Barbara F. Walter en su obra Cómo empieza una guerra civil y cómo evitar que ocurra (2022), señala el factor de la desesperanza como prescriptor para un inminente colapso social (sea para el advenimiento de una democracia o una tiranía). Las personas son capaces de absorber y normalizar grandes dosis de sufrimiento, pero “cuando un grupo proyecta la mirada hacia el futuro y lo único que ve es más dolor, empieza a plantearse que la violencia es la única manera de avanzar”. Freud aporta otra consideración igual de esclarecedora: en el momento en que se hace realidad un acontecimiento deseado, las esperanzas concretas habrán sido sustituidas por otras más avanzadas. Alcanzada una meta, deseamos otra. Esta repetición es una defensa frente a lo único duradero en el sujeto no loco: la insatisfacción.

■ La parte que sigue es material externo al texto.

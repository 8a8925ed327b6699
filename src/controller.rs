//! Controller implementation
//!
//! The NES reads its two controllers serially: a strobe write latches the
//! button states, then each read of the port shifts out one button bit.
//! This core models the shift register as a read index over the eight
//! buttons; while the strobe bit is held high the index stays pinned to 0,
//! so reads keep returning button A.

use log::warn;

/// Number of buttons on a standard controller
pub const BUTTON_COUNT: usize = 8;

/// NES controller.
///
/// Button indices, in shift order: 0 = A, 1 = B, 2 = Select, 3 = Start,
/// 4 = Up, 5 = Down, 6 = Left, 7 = Right.
pub struct Controller {
    buttons: [bool; BUTTON_COUNT],
    index: usize,
    strobe: u8,
}

impl Controller {
    /// Create a new controller with no buttons pressed
    pub fn new() -> Self {
        Controller {
            buttons: [false; BUTTON_COUNT],
            index: 0,
            strobe: 0,
        }
    }

    /// Set the state of a single button
    pub fn set_button(&mut self, index: usize, pressed: bool) {
        if index < BUTTON_COUNT {
            self.buttons[index] = pressed;
        } else {
            warn!("Controller button index out of range: {}", index);
            debug_assert!(false, "controller button index out of range");
        }
    }

    /// Get the state of a single button
    pub fn button(&self, index: usize) -> bool {
        index < BUTTON_COUNT && self.buttons[index]
    }

    /// Read one bit from the shift register ($4016/$4017 read).
    ///
    /// Returns the button at the current index and advances it; reads past
    /// the eighth button return 0. A held strobe re-pins the index to 0
    /// after every read.
    pub fn read(&mut self) -> u8 {
        let result = if self.index < BUTTON_COUNT {
            self.buttons[self.index] as u8
        } else {
            0
        };

        self.index += 1;
        self.apply_strobe();

        result
    }

    /// Write the strobe register ($4016 write).
    pub fn write(&mut self, value: u8) {
        self.strobe = value;
        self.apply_strobe();
    }

    fn apply_strobe(&mut self) {
        if self.strobe & 0x01 != 0 {
            self.index = 0;
        }
    }
}

impl Default for Controller {
    fn default() -> Self {
        Self::new()
    }
}
//! CPU implementation for the Ricoh 2A03 (modified MOS 6502)
//!
//! The 2A03 is a MOS 6502 with decimal mode disabled. This implementation
//! is a fetch-decode-execute interpreter driven by a 256-entry opcode table
//! holding each opcode's addressing mode, instruction length and base cycle
//! cost. Extended/unofficial opcodes decode as invalid and are skipped as
//! one-byte no-ops.
//!
//! `step` advances the CPU by one scanline's slice of work (113 cycles);
//! `step_instruction` retires exactly one instruction and is the unit the
//! tests drive.

use log::trace;

/// Status register flag bits
pub mod flags {
    pub const CARRY: u8 = 0x01;
    pub const ZERO: u8 = 0x02;
    pub const INTERRUPT_DISABLE: u8 = 0x04;
    pub const DECIMAL: u8 = 0x08; // Settable on the 2A03, but decimal mode is dead
    pub const BREAK: u8 = 0x10;
    pub const UNUSED: u8 = 0x20; // Reads back as 1 after PLP/RTI
    pub const OVERFLOW: u8 = 0x40;
    pub const NEGATIVE: u8 = 0x80;
}

/// Non-maskable interrupt vector (vblank NMI)
pub const NMI_VECTOR: u16 = 0xFFFA;

/// Reset vector
pub const RESET_VECTOR: u16 = 0xFFFC;

/// BRK / IRQ vector
pub const BREAK_VECTOR: u16 = 0xFFFE;

/// Base address of the stack page
const STACK_BASE: u16 = 0x0100;

/// Stack pointer value after reset
const RESET_STACK_OFFSET: u8 = 0xFD;

/// CPU cycles of work per `step` call (one scanline's slice)
pub const CPU_SLICE_CYCLES: u64 = 113;

/// Addressing modes for CPU instructions
#[derive(Debug, Copy, Clone, PartialEq, Eq)]
pub enum AddressingMode {
    Implied,
    Accumulator,
    Immediate,
    ZeroPage,
    ZeroPageX,
    ZeroPageY,
    Relative,
    Absolute,
    AbsoluteX,
    AbsoluteY,
    Indirect,
    IndexedIndirect, // (Indirect,X)
    IndirectIndexed, // (Indirect),Y
    Invalid,
}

Cuando Trump ridiculiza centros de producción de conocimiento y universidades a la vez que suspende las ayudas a los más pobres (Medicaid, el Programa de Asistencia Nutricional Suplementaria), lo compensa activando un señuelo ilusionante basado en el discurso del retorno de un pasado triunfal (una música que les sonaría familiar a los nazis descritos por Meyer). Lo que está logrando es la desertización del saber y una pauperización cultural de la sociedad con efectos devastadores en las clases pobres para hacerlas más vulnerables y manipulables si cabe: ¿qué valores mimetizarán? El tercer pilar queda transfigurado en un perverso polimorfo para renegar de lo que avergüenza.
Hace poco, Antón Costas alertaba sobre una infancia dickensiana en España que abochorna. Habría que preguntarse si la dirección de la cura podría pasar por una coalescencia entre políticas de ayudas directas y un embalaje de valores y hábitos comprometidos con una ética de la antipobreza o, dicho con otras palabras, una lucha no tan orientada a saber identificar el mal, como dirigida a la esperanza de lograr una buena vida (buenos trabajos, salud, vivienda, goce artístico y científico, dominio de las habilidades de pensamiento), equivalente a una lucha por contener la creciente pasión por la ignorancia, es decir, por el amor a no querer saber en lo que la cosa falla. Si la sociedad cede, solo resta vivir para nada, aunque valga más que no vivir.